Women with type 1 diabetes may have a shorter length of time to conceive and bear children compared to those without the disease, new research suggests.
The hormone insulin plays an important part in regulating female reproductive function, and people with type 1 diabetes don't make enough insulin on their own. But little was known about how type 1 diabetes affects the start of menopause, when a woman's ability to bear children ends.
To find out, researchers looked at nearly 300 women and compared women with type 1 diabetes to those without diabetes.
The findings showed that compared to women without diabetes, those with type 1 start menstruating later and enter menopause earlier. The researchers said this is because insulin deficiency and high blood sugar levels disrupt normal function of their reproductive system.

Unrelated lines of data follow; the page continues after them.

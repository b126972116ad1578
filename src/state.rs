//! Shared application state
//!
//! Engines are built once from the injected collaborators and cloned into
//! each request.

use std::sync::Arc;

use crate::config::LedgerSettings;
use crate::domain::IbanGenerator;
use crate::error::AppResult;
use crate::fx::{FxConverter, FxRateProvider};
use crate::gateway::PaymentGateway;
use crate::handlers::{FeatureBillingEngine, Ledger, TopUpProcessor, TransactionLog, TransferEngine};
use crate::store::LedgerStore;

#[derive(Clone)]
pub struct AppState {
    pub store: Arc<dyn LedgerStore>,
    pub ledger: Ledger,
    pub transfers: TransferEngine,
    pub top_ups: TopUpProcessor,
    pub billing: FeatureBillingEngine,
    pub statements: TransactionLog,
}

impl AppState {
    pub fn new(
        store: Arc<dyn LedgerStore>,
        fx_provider: Arc<dyn FxRateProvider>,
        gateway: Arc<dyn PaymentGateway>,
        settings: &LedgerSettings,
    ) -> AppResult<Self> {
        let ledger = Ledger::new(Arc::clone(&store), settings);
        Self::with_ledger(store, ledger, fx_provider, gateway, settings)
    }

    /// Same as `new` with a custom identifier source
    pub fn with_iban_generator(
        store: Arc<dyn LedgerStore>,
        fx_provider: Arc<dyn FxRateProvider>,
        gateway: Arc<dyn PaymentGateway>,
        settings: &LedgerSettings,
        ibans: Arc<dyn IbanGenerator>,
    ) -> AppResult<Self> {
        let ledger = Ledger::new(Arc::clone(&store), settings).with_iban_generator(ibans);
        Self::with_ledger(store, ledger, fx_provider, gateway, settings)
    }

    fn with_ledger(
        store: Arc<dyn LedgerStore>,
        ledger: Ledger,
        fx_provider: Arc<dyn FxRateProvider>,
        gateway: Arc<dyn PaymentGateway>,
        settings: &LedgerSettings,
    ) -> AppResult<Self> {
        let fx = FxConverter::new(fx_provider);

        Ok(Self {
            transfers: TransferEngine::new(Arc::clone(&store), ledger.clone(), fx.clone()),
            top_ups: TopUpProcessor::new(Arc::clone(&store), ledger.clone(), fx.clone(), gateway, settings),
            billing: FeatureBillingEngine::new(Arc::clone(&store), ledger.clone(), fx, settings)?,
            statements: TransactionLog::new(Arc::clone(&store)),
            ledger,
            store,
        })
    }
}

The study authors noted that these findings only apply to women who were diagnosed with type 1 diabetes before they started having periods, a milestone known as menarche.
Menopause is associated with a number of changes in metabolism and physical function, and early natural menopause is linked to increased risk of heart disease and death. As such, there is a need to identify factors that may help predict when a woman will enter menopause, the researchers noted.
In addition, more research is needed to identify modifiable factors that contribute to early menopause in women with diabetes in order to improve their reproductive health, according to study author Yan Yi, of the University of Pittsburgh, and colleagues.
The findings were published online March 1 in Menopause, the journal of the North American Menopause Society (NAMS).
"This study found that women with the onset of type 1 diabetes before menarche were at increased risk for a shorter reproductive lifespan. Thus, these women are not only at risk for premature ovarian aging because of early-onset type 1 diabetes, they are also at increased risk for cardiovascular disease, osteoporosis, and early mortality because of early natural menopause," said Dr. Stephanie Faubion, NAMS medical director.
"Understanding these risks and targeting appropriate risk-reducing strategies are key to optimizing the health and quality of life of these women," she added in a society news release.